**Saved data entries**
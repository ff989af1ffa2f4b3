use crate::core::{
    ModelCpu, SceneParams, FILL_LIGHT_1_POSITION, FILL_LIGHT_2_POSITION, MAIN_LIGHT_POSITION,
};
use glam::{Mat4, Vec3};
use web_sys as web;

mod helpers;
mod mesh;

pub use mesh::GpuModel;
use mesh::{DrawUniforms, UploadContext};

#[repr(C)]
#[derive(Copy, Clone, bytemuck::Pod, bytemuck::Zeroable)]
pub(crate) struct SceneUniforms {
    view_proj: [[f32; 4]; 4],
    camera_pos: [f32; 4],
    ambient: [f32; 4],
    light_dir: [[f32; 4]; 3],
    light_color: [[f32; 4]; 3],
}

impl SceneUniforms {
    fn new(view_proj: Mat4, eye: Vec3, params: &SceneParams) -> Self {
        let dir = |p: [f32; 3]| Vec3::from(p).normalize().extend(0.0).to_array();
        let white = |intensity: f32| [1.0, 1.0, 1.0, intensity];
        Self {
            view_proj: view_proj.to_cols_array_2d(),
            camera_pos: eye.extend(1.0).to_array(),
            ambient: white(params.ambient),
            light_dir: [
                dir(MAIN_LIGHT_POSITION),
                dir(FILL_LIGHT_1_POSITION),
                dir(FILL_LIGHT_2_POSITION),
            ],
            light_color: [
                white(params.main_light),
                white(params.fill_light_1),
                white(params.fill_light_2),
            ],
        }
    }
}

/// Per-frame inputs for [`GpuState::render`].
pub struct FrameView<'m> {
    pub view_proj: Mat4,
    pub eye: Vec3,
    /// Uploaded model with one world matrix per CPU mesh part.
    pub model: Option<(&'m GpuModel, &'m [Mat4])>,
    /// Unlit backdrop drawn before the model.
    pub backdrop: Option<(&'m GpuModel, &'m [Mat4])>,
}

fn write_draw_uniforms(queue: &wgpu::Queue, model: &GpuModel, matrices: &[Mat4]) {
    for d in &model.draws {
        let m = matrices.get(d.part).copied().unwrap_or(Mat4::IDENTITY);
        queue.write_buffer(
            &d.uniform_buffer,
            0,
            bytemuck::bytes_of(&DrawUniforms::new(m, d.base_color)),
        );
    }
}

fn draw_model(rpass: &mut wgpu::RenderPass<'_>, model: &GpuModel) {
    for d in &model.draws {
        rpass.set_bind_group(1, &d.bind_group, &[]);
        rpass.set_vertex_buffer(0, d.vertex_buffer.slice(..));
        rpass.set_index_buffer(d.index_buffer.slice(..), wgpu::IndexFormat::Uint32);
        rpass.draw_indexed(0..d.index_count, 0, 0..1);
    }
}

pub struct GpuState {
    surface: wgpu::Surface<'static>,
    device: wgpu::Device,
    queue: wgpu::Queue,
    config: wgpu::SurfaceConfiguration,

    pipeline: wgpu::RenderPipeline,
    unlit_pipeline: wgpu::RenderPipeline,
    scene_buffer: wgpu::Buffer,
    scene_bg: wgpu::BindGroup,
    draw_bgl: wgpu::BindGroupLayout,
    sampler: wgpu::Sampler,
    // 1x1 white fallback for untextured parts
    _white_tex: wgpu::Texture,
    white_view: wgpu::TextureView,
    depth_tex: wgpu::Texture,
    depth_view: wgpu::TextureView,
    msaa_tex: wgpu::Texture,
    msaa_view: wgpu::TextureView,

    width: u32,
    height: u32,
    clear_color: wgpu::Color,
}

impl GpuState {
    pub async fn new(canvas: &web::HtmlCanvasElement) -> anyhow::Result<Self> {
        let width = canvas.width().max(1);
        let height = canvas.height().max(1);

        let instance = wgpu::Instance::default();
        let surface = instance.create_surface(wgpu::SurfaceTarget::Canvas(canvas.clone()))?;
        let adapter = instance
            .request_adapter(&wgpu::RequestAdapterOptions {
                power_preference: wgpu::PowerPreference::HighPerformance,
                compatible_surface: Some(&surface),
                force_fallback_adapter: false,
            })
            .await
            .ok_or_else(|| anyhow::anyhow!("No WebGPU adapter"))?;
        let (device, queue) = adapter
            .request_device(
                &wgpu::DeviceDescriptor {
                    required_features: wgpu::Features::empty(),
                    // Use default limits on web to avoid passing unknown fields to older WebGPU impls
                    required_limits: wgpu::Limits::default(),
                    memory_hints: wgpu::MemoryHints::Performance,
                    label: None,
                },
                None,
            )
            .await
            .map_err(|e| anyhow::anyhow!(format!("request_device error: {:?}", e)))?;
        let caps = surface.get_capabilities(&adapter);
        let format = caps
            .formats
            .iter()
            .copied()
            .find(|f| {
                matches!(
                    f,
                    wgpu::TextureFormat::Bgra8UnormSrgb | wgpu::TextureFormat::Rgba8UnormSrgb
                )
            })
            .or_else(|| caps.formats.first().copied())
            .ok_or_else(|| anyhow::anyhow!("surface reports no formats"))?;
        let alpha_mode = caps
            .alpha_modes
            .first()
            .copied()
            .unwrap_or(wgpu::CompositeAlphaMode::Auto);
        let config = wgpu::SurfaceConfiguration {
            usage: wgpu::TextureUsages::RENDER_ATTACHMENT,
            format,
            width,
            height,
            present_mode: wgpu::PresentMode::Fifo,
            alpha_mode,
            view_formats: vec![],
            desired_maximum_frame_latency: 2,
        };
        surface.configure(&device, &config);

        let shader = device.create_shader_module(wgpu::ShaderModuleDescriptor {
            label: Some("scene_shader"),
            source: wgpu::ShaderSource::Wgsl(crate::core::SCENE_WGSL.into()),
        });
        let scene_bgl = device.create_bind_group_layout(&wgpu::BindGroupLayoutDescriptor {
            label: Some("scene_bgl"),
            entries: &[helpers::uniform_layout_entry(
                0,
                wgpu::ShaderStages::VERTEX | wgpu::ShaderStages::FRAGMENT,
            )],
        });
        let draw_bgl = device.create_bind_group_layout(&wgpu::BindGroupLayoutDescriptor {
            label: Some("draw_bgl"),
            entries: &[
                helpers::uniform_layout_entry(
                    0,
                    wgpu::ShaderStages::VERTEX | wgpu::ShaderStages::FRAGMENT,
                ),
                wgpu::BindGroupLayoutEntry {
                    binding: 1,
                    visibility: wgpu::ShaderStages::FRAGMENT,
                    ty: wgpu::BindingType::Texture {
                        sample_type: wgpu::TextureSampleType::Float { filterable: true },
                        view_dimension: wgpu::TextureViewDimension::D2,
                        multisampled: false,
                    },
                    count: None,
                },
                wgpu::BindGroupLayoutEntry {
                    binding: 2,
                    visibility: wgpu::ShaderStages::FRAGMENT,
                    ty: wgpu::BindingType::Sampler(wgpu::SamplerBindingType::Filtering),
                    count: None,
                },
            ],
        });
        let layout = device.create_pipeline_layout(&wgpu::PipelineLayoutDescriptor {
            label: Some("scene_pl"),
            bind_group_layouts: &[&scene_bgl, &draw_bgl],
            push_constant_ranges: &[],
        });
        let pipeline = helpers::make_scene_pipeline(&device, &layout, &shader, format, "fs_main");
        let unlit_pipeline =
            helpers::make_scene_pipeline(&device, &layout, &shader, format, "fs_unlit");

        let scene_buffer = device.create_buffer(&wgpu::BufferDescriptor {
            label: Some("scene_uniforms"),
            size: std::mem::size_of::<SceneUniforms>() as u64,
            usage: wgpu::BufferUsages::UNIFORM | wgpu::BufferUsages::COPY_DST,
            mapped_at_creation: false,
        });
        let scene_bg = device.create_bind_group(&wgpu::BindGroupDescriptor {
            label: Some("scene_bg"),
            layout: &scene_bgl,
            entries: &[wgpu::BindGroupEntry {
                binding: 0,
                resource: scene_buffer.as_entire_binding(),
            }],
        });
        let sampler = device.create_sampler(&wgpu::SamplerDescriptor {
            label: Some("base_color_sampler"),
            address_mode_u: wgpu::AddressMode::Repeat,
            address_mode_v: wgpu::AddressMode::Repeat,
            address_mode_w: wgpu::AddressMode::Repeat,
            mag_filter: wgpu::FilterMode::Linear,
            min_filter: wgpu::FilterMode::Linear,
            mipmap_filter: wgpu::FilterMode::Nearest,
            ..Default::default()
        });
        let (white_tex, white_view) =
            helpers::create_rgba_texture(&device, &queue, "white", 1, 1, &[255, 255, 255, 255]);
        let (depth_tex, depth_view) = helpers::create_depth_texture(&device, width, height);
        let (msaa_tex, msaa_view) = helpers::create_msaa_texture(&device, format, width, height);

        Ok(Self {
            surface,
            device,
            queue,
            config,
            pipeline,
            unlit_pipeline,
            scene_buffer,
            scene_bg,
            draw_bgl,
            sampler,
            _white_tex: white_tex,
            white_view,
            depth_tex,
            depth_view,
            msaa_tex,
            msaa_view,
            width,
            height,
            clear_color: wgpu::Color::BLACK,
        })
    }

    /// Set the clear color from linear RGB.
    pub fn set_background(&mut self, rgb: [f32; 3]) {
        self.clear_color = wgpu::Color {
            r: rgb[0] as f64,
            g: rgb[1] as f64,
            b: rgb[2] as f64,
            a: 1.0,
        };
    }

    pub fn resize_if_needed(&mut self, width: u32, height: u32) {
        if width == 0 || height == 0 {
            return;
        }
        if width != self.width || height != self.height {
            self.width = width;
            self.height = height;
            self.config.width = width;
            self.config.height = height;
            self.surface.configure(&self.device, &self.config);
            self.depth_tex.destroy();
            (self.depth_tex, self.depth_view) =
                helpers::create_depth_texture(&self.device, width, height);
            self.msaa_tex.destroy();
            (self.msaa_tex, self.msaa_view) =
                helpers::create_msaa_texture(&self.device, self.config.format, width, height);
        }
    }

    pub fn upload_model(&self, cpu: &ModelCpu) -> GpuModel {
        GpuModel::upload(
            &UploadContext {
                device: &self.device,
                queue: &self.queue,
                layout: &self.draw_bgl,
                sampler: &self.sampler,
                white: &self.white_view,
            },
            cpu,
        )
    }

    pub fn render(&mut self, view: &FrameView<'_>, params: &SceneParams) -> Result<(), wgpu::SurfaceError> {
        let scene = SceneUniforms::new(view.view_proj, view.eye, params);
        self.queue
            .write_buffer(&self.scene_buffer, 0, bytemuck::bytes_of(&scene));
        for (model, matrices) in view.backdrop.iter().chain(view.model.iter()) {
            write_draw_uniforms(&self.queue, model, matrices);
        }

        let frame = self.surface.get_current_texture()?;
        let target = frame
            .texture
            .create_view(&wgpu::TextureViewDescriptor::default());
        let mut encoder = self
            .device
            .create_command_encoder(&wgpu::CommandEncoderDescriptor {
                label: Some("encoder"),
            });
        {
            let mut rpass = encoder.begin_render_pass(&wgpu::RenderPassDescriptor {
                label: Some("scene_pass"),
                color_attachments: &[Some(wgpu::RenderPassColorAttachment {
                    view: &self.msaa_view,
                    resolve_target: Some(&target),
                    ops: wgpu::Operations {
                        load: wgpu::LoadOp::Clear(self.clear_color),
                        store: wgpu::StoreOp::Discard,
                    },
                })],
                depth_stencil_attachment: Some(wgpu::RenderPassDepthStencilAttachment {
                    view: &self.depth_view,
                    depth_ops: Some(wgpu::Operations {
                        load: wgpu::LoadOp::Clear(1.0),
                        store: wgpu::StoreOp::Store,
                    }),
                    stencil_ops: None,
                }),
                timestamp_writes: None,
                occlusion_query_set: None,
            });
            if let Some((backdrop, _)) = view.backdrop {
                rpass.set_pipeline(&self.unlit_pipeline);
                rpass.set_bind_group(0, &self.scene_bg, &[]);
                draw_model(&mut rpass, backdrop);
            }
            if let Some((model, _)) = view.model {
                rpass.set_pipeline(&self.pipeline);
                rpass.set_bind_group(0, &self.scene_bg, &[]);
                draw_model(&mut rpass, model);
            }
        }
        self.queue.submit(Some(encoder.finish()));
        frame.present();
        Ok(())
    }
}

**Assignment**
From the opening line of the data above through the line that contains "let white = |intensity: f32|", please print each line as it stands and only those lines.

**Reply**
repository ff989af1ffa2f4b3
use crate::core::{
    ModelCpu, SceneParams, FILL_LIGHT_1_POSITION, FILL_LIGHT_2_POSITION, MAIN_LIGHT_POSITION,
};
use glam::{Mat4, Vec3};
use web_sys as web;

mod helpers;
mod mesh;

pub use mesh::GpuModel;
use mesh::{DrawUniforms, UploadContext};

#[repr(C)]
#[derive(Copy, Clone, bytemuck::Pod, bytemuck::Zeroable)]
pub(crate) struct SceneUniforms {
    view_proj: [[f32; 4]; 4],
    camera_pos: [f32; 4],
    ambient: [f32; 4],
    light_dir: [[f32; 4]; 3],
    light_color: [[f32; 4]; 3],
}

impl SceneUniforms {
    fn new(view_proj: Mat4, eye: Vec3, params: &SceneParams) -> Self {
        let dir = |p: [f32; 3]| Vec3::from(p).normalize().extend(0.0).to_array();
        let white = |intensity: f32| [1.0, 1.0, 1.0, intensity];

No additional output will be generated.